RETRACTED ARTICLE: Time series real time naive bayes electrocardiogram signal classification for efficient disease prediction using fuzzy rules

• Published in: Journal of ambient intelligence and humanized computing Vol. 12; no. 5; pp. 5257 - 5267
• Main Authors: Aarthy, S. T., Iqbal, J. L. Mazher
• Format: Journal Article
• Language: English
• Published: Berlin/Heidelberg Springer Berlin Heidelberg 01.05.2021; Springer Nature B.V
• Subjects: Algorithms; Artificial Intelligence; Cardiac arrhythmia; Classification; Computational Intelligence; Conditional probability; Deep learning; Electrocardiography; Engineering; Feature extraction; Heart; Machine learning; Neural networks; Original Research; Performance enhancement; Performance prediction; Real time; Robotics and Automation; Signal classification; Signal processing; Time series; User Interfaces and Human Computer Interaction; Wavelet transforms; ECG; Signal processing; Fuzzy rule; Naïve bayes classifier; Disease prediction; Time series data
• ISSN: 1868-5137; 1868-5145
• DOI: 10.1007/s12652-020-02003-0

Towards the problem of ECG classification and disease prediction, various approaches are analyzed and discussed.

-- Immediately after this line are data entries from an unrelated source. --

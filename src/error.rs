use image::ImageFormat;
use thiserror::Error;

/// The pipeline stage an error was raised from.
#[derive(Debug, Clone, Copy, PartialEq, Eq)]
pub enum ErrorKind {
    Decode,
    Resize,
    Preprocess,
}

/// The underlying failure wrapped by a [`PreprocessError`].
#[derive(Error, Debug)]
pub enum Cause {
    #[error("{0}")]
    Invalid(String),

    #[error("Image processing error: {0}")]
    Image(#[from] image::ImageError),

    #[error("Array shape error: {0}")]
    Shape(#[from] ndarray::ShapeError),

    #[error("Unsupported image format: {0:?}")]
    UnsupportedFormat(ImageFormat),

    #[error("Cannot decode {format:?} image into {channels} channel(s)")]
    UnsupportedChannels { format: ImageFormat, channels: u8 },
}

/// The central error type of the preprocessing pipeline.
#[derive(Error, Debug)]
pub enum PreprocessError {
    #[error("Provided image is invalid, unable to decode.")]
    Decode(#[source] Cause),

    #[error("Failed to resize provided binary image from: {from:?} to: {to:?}.")]
    Resize {
        from: Vec<usize>,
        to: (u32, u32),
        #[source]
        source: Cause,
    },

    #[error("Failed to preprocess binary image, check if provided parameters are correct.")]
    Preprocess(#[source] Cause),
}

impl PreprocessError {
    pub fn kind(&self) -> ErrorKind {
        match self {
            PreprocessError::Decode(_) => ErrorKind::Decode,
            PreprocessError::Resize { .. } => ErrorKind::Resize,
            PreprocessError::Preprocess(_) => ErrorKind::Preprocess,
        }
    }

    pub fn cause(&self) -> &Cause {
        match self {
            PreprocessError::Decode(cause) => cause,
            PreprocessError::Resize { source, .. } => source,
            PreprocessError::Preprocess(cause) => cause,
        }
    }
}

// Only the stage is compared: the wrapped `image::ImageError` and
// `ndarray::ShapeError` are not comparable.
impl PartialEq for PreprocessError {
    fn eq(&self, other: &Self) -> bool {
        self.kind() == other.kind()
    }
}

/// A centralized result type for the pipeline.
pub type Result<T> = std::result::Result<T, PreprocessError>;
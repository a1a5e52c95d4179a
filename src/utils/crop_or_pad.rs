//! Exact-size resizing by central cropping and zero padding.

use ndarray::{Array3, s};

use crate::error::Cause;

/// Crops or zero pads an `(H, W, C)` array to `target_height x target_width`.
///
/// Each spatial axis is handled independently: when the source is larger
/// the central window is kept, when it is smaller the source is placed in
/// the middle of a zero canvas. Odd differences put the extra row/column
/// at the end (bottom/right).
///
/// # Errors
/// Returns `Cause::Invalid` if either target dimension is zero, or if the
/// output would not fit the `image` crate's default allocation limit.
pub fn crop_or_pad<T>(
    array: &Array3<T>,
    target_height: usize,
    target_width: usize,
) -> Result<Array3<T>, Cause>
where
    T: Clone + Default,
{
    if target_height == 0 || target_width == 0 {
        return Err(Cause::Invalid(format!(
            "Target size must be positive, got {target_height}x{target_width}"
        )));
    }

    let (height, width, channels) = array.dim();
    let max_alloc = image::Limits::default().max_alloc.unwrap_or(u64::MAX);
    let out_bytes = target_height
        .checked_mul(target_width)
        .and_then(|n| n.checked_mul(channels))
        .and_then(|n| n.checked_mul(size_of::<T>()))
        .filter(|&n| n <= isize::MAX as usize && n as u64 <= max_alloc);
    if out_bytes.is_none() {
        return Err(Cause::Invalid(format!(
            "Target size {target_height}x{target_width}x{channels} exceeds the allocation limit of {max_alloc} bytes"
        )));
    }

    let (crop_y, pad_y, keep_h) = axis_offsets(height, target_height);
    let (crop_x, pad_x, keep_w) = axis_offsets(width, target_width);

    let mut out = Array3::<T>::from_elem((target_height, target_width, channels), T::default());
    out.slice_mut(s![pad_y..pad_y + keep_h, pad_x..pad_x + keep_w, ..])
        .assign(&array.slice(s![crop_y..crop_y + keep_h, crop_x..crop_x + keep_w, ..]));

    Ok(out)
}

/// Returns `(crop_offset, pad_offset, kept_length)` for one axis.
fn axis_offsets(size: usize, target: usize) -> (usize, usize, usize) {
    if size >= target {
        ((size - target) / 2, 0, target)
    } else {
        (0, (target - size) / 2, size)
    }
}

#[cfg(test)]
mod tests {
    use super::*;

    fn create_counting_array(height: usize, width: usize) -> Array3<u8> {
        Array3::from_shape_fn((height, width, 1), |(y, x, _)| (y * width + x + 1) as u8)
    }

    #[test]
    fn test_center_crop() {
        let arr = create_counting_array(4, 4);
        let out = crop_or_pad(&arr, 2, 2).unwrap();
        assert_eq!(out.dim(), (2, 2, 1));
        assert_eq!(out[[0, 0, 0]], 6);
        assert_eq!(out[[0, 1, 0]], 7);
        assert_eq!(out[[1, 0, 0]], 10);
        assert_eq!(out[[1, 1, 0]], 11);
    }

    #[test]
    fn test_center_pad() {
        let arr = create_counting_array(2, 2);
        let out = crop_or_pad(&arr, 4, 6).unwrap();
        assert_eq!(out.dim(), (4, 6, 1));
        assert_eq!(out[[1, 2, 0]], 1);
        assert_eq!(out[[2, 3, 0]], 4);

        // border is all zeros, content sum unchanged
        assert_eq!(out.slice(s![0, .., ..]).sum(), 0);
        assert_eq!(out.iter().map(|&v| v as u32).sum::<u32>(), 1 + 2 + 3 + 4);
    }

    #[test]
    fn test_odd_difference_offsets() {
        // 5 -> 2 crops from offset 1, 1 -> 4 pads at offset 1
        let arr = create_counting_array(5, 1);
        let out = crop_or_pad(&arr, 2, 4).unwrap();
        assert_eq!(out[[0, 1, 0]], 2);
        assert_eq!(out[[1, 1, 0]], 3);
        assert_eq!(out[[0, 0, 0]], 0);
        assert_eq!(out[[0, 2, 0]], 0);
    }

    #[test]
    fn test_crop_one_axis_pad_other() {
        let arr = create_counting_array(6, 2);
        let out = crop_or_pad(&arr, 2, 4).unwrap();
        assert_eq!(out.dim(), (2, 4, 1));
        assert_eq!(out[[0, 1, 0]], 5);
        assert_eq!(out[[1, 2, 0]], 8);
        assert_eq!(out[[0, 0, 0]], 0);
    }

    #[test]
    fn test_same_size_is_identity() {
        let arr = create_counting_array(3, 5);
        assert_eq!(crop_or_pad(&arr, 3, 5).unwrap(), arr);
    }

    #[test]
    fn test_zero_target_is_error() {
        let arr = create_counting_array(3, 3);
        assert!(crop_or_pad(&arr, 0, 3).is_err());
        assert!(crop_or_pad(&arr, 3, 0).is_err());
    }

    #[test]
    fn test_oversized_target_is_error() {
        let arr = create_counting_array(3, 3);
        assert!(matches!(
            crop_or_pad(&arr, usize::MAX, usize::MAX),
            Err(Cause::Invalid(_))
        ));
        // fits in isize but not in the default 512 MiB allocation limit
        assert!(crop_or_pad(&arr, 100_000, 100_000).is_err());

        let floats = Array3::<f32>::zeros((2, 2, 3));
        assert!(crop_or_pad(&floats, 1 << 20, 1 << 20).is_err());
    }
}
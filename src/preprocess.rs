//! The decode / resize / postprocess pipeline.

use log::debug;

use crate::array::{DType, PixelArray};
use crate::error::{Cause, PreprocessError, Result};
use crate::image_handler;
use crate::utils::crop_or_pad::crop_or_pad;
use crate::utils::standardize::per_image_standardization;

/// Options for [`preprocess_binary_image`].
#[derive(Debug, Clone, PartialEq)]
pub struct PreprocessConfig {
    /// Channel count to decode into. `None` or `Some(0)` keeps the file's own.
    pub channels: Option<u8>,
    /// `(height, width)` to crop or pad to.
    pub target_size: Option<(u32, u32)>,
    /// Emit `(C, H, W)` instead of `(H, W, C)`.
    pub channels_first: bool,
    pub dtype: DType,
    /// Multiplier applied last. `Some(0.0)` is treated like `None`.
    pub scale: Option<f32>,
    pub standardization: bool,
    /// RGB to BGR, applied before the layout transpose.
    pub reverse_input_channels: bool,
}

impl Default for PreprocessConfig {
    fn default() -> Self {
        Self {
            channels: None,
            target_size: None,
            channels_first: true,
            dtype: DType::U8,
            scale: None,
            standardization: false,
            reverse_input_channels: false,
        }
    }
}

/// Decodes a PNG, JPEG or BMP image and turns it into a numeric array.
///
/// # Errors
/// * `PreprocessError::Decode` if the bytes are not a supported image or
///   the requested channel count cannot be produced
/// * `PreprocessError::Resize` if crop-or-pad fails for `target_size`
/// * `PreprocessError::Preprocess` if standardization fails
pub fn preprocess_binary_image(image: &[u8], config: &PreprocessConfig) -> Result<PixelArray> {
    let decoded = image_handler::decode_image(image, config.channels, config.dtype)
        .map_err(PreprocessError::Decode)?;

    let decoded = match config.target_size {
        Some(target) => resize(decoded, target)?,
        None => decoded,
    };

    postprocess(decoded, config).map_err(PreprocessError::Preprocess)
}

fn resize(decoded: PixelArray, (height, width): (u32, u32)) -> Result<PixelArray> {
    let from = decoded.shape().to_vec();
    let (h, w) = (height as usize, width as usize);

    let resized = match &decoded {
        PixelArray::U8(a) => crop_or_pad(a, h, w).map(PixelArray::U8),
        PixelArray::U16(a) => crop_or_pad(a, h, w).map(PixelArray::U16),
        PixelArray::F32(a) => crop_or_pad(a, h, w).map(PixelArray::F32),
    }
    .map_err(|source| PreprocessError::Resize {
        from: from.clone(),
        to: (height, width),
        source,
    })?;

    debug!("Resized image from {:?} to {:?}", from, resized.shape());
    Ok(resized)
}

fn postprocess(decoded: PixelArray, config: &PreprocessConfig) -> std::result::Result<PixelArray, Cause> {
    let mut image_array = decoded.clone();

    if config.standardization {
        // The standardized values are not carried into the output array;
        // channel reversal, transpose and scaling run on the raw copy.
        let standardized = per_image_standardization(&decoded)?;
        debug!(
            "Computed standardized image of shape {:?}; output keeps raw values",
            standardized.shape()
        );
    }
    if config.reverse_input_channels {
        image_array = image_array.reverse_channels();
    }
    if config.channels_first {
        image_array = image_array.to_channels_first();
    }
    if let Some(scale) = config.scale.filter(|&s| s != 0.0) {
        image_array = image_array.scale(scale);
    }

    Ok(image_array.into_standard_layout())
}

However, the methods suffer to achieve higher performance in classification or disease prediction. To improve the performance, an efficient time series real time Naive Bayes ECG classification and disease prediction approach using fuzzy rule is presented in this paper. The method reads the ECG signals available and performs noise removal initially. From the graphs available, the features mentioned above are extracted and if there exist any incomplete or missing signal then the ECG sample has been removed from the data set. Once the preprocessing and feature extraction are done, then the features extracted. With the learned features, the method generates fuzzy rule for different disease class. The proposed algorithm computes posterior probability according to the mapping of different features of fuzzy rule. The classification or disease prediction is performed by measuring multi-feature signal similarity (MFSS). Estimated MFFS value has been used to measure the cardiac disease prone weight (CDPW) towards various classes available. According to the value of CDPW has been used to perform classification or disease prediction.